## EXERCISE REQUIREMENTS
Please retype the listing below without a single change.

────────────────

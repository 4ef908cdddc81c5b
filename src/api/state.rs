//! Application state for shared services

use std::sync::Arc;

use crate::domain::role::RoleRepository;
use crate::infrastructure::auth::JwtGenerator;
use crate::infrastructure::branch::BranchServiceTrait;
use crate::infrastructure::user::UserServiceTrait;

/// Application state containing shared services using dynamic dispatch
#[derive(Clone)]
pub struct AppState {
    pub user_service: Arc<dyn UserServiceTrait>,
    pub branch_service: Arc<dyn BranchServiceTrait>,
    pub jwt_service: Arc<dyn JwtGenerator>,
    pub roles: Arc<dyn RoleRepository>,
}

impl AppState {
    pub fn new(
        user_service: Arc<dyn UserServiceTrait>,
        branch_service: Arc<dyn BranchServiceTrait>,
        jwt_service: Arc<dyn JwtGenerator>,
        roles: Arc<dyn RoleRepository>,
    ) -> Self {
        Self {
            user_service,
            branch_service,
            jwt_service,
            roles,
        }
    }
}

────────────────

## EXPECTED OUTPUT
repository 4ef908cdddc81c5b
filename src/api/state.rs
//! Application state for shared services

use std::sync::Arc;

use crate::domain::role::RoleRepository;
use crate::infrastructure::auth::JwtGenerator;
use crate::infrastructure::branch::BranchServiceTrait;
use crate::infrastructure::user::UserServiceTrait;

/// Application state containing shared services using dynamic dispatch
#[derive(Clone)]
pub struct AppState {
    pub user_service: Arc<dyn UserServiceTrait>,
    pub branch_service: Arc<dyn BranchServiceTrait>,
    pub jwt_service: Arc<dyn JwtGenerator>,
    pub roles: Arc<dyn RoleRepository>,
}

impl AppState {
    pub fn new(
        user_service: Arc<dyn UserServiceTrait>,
        branch_service: Arc<dyn BranchServiceTrait>,
        jwt_service: Arc<dyn JwtGenerator>,
        roles: Arc<dyn RoleRepository>,
    ) -> Self {
        Self {
            user_service,
            branch_service,
            jwt_service,
            roles,
        }
    }
}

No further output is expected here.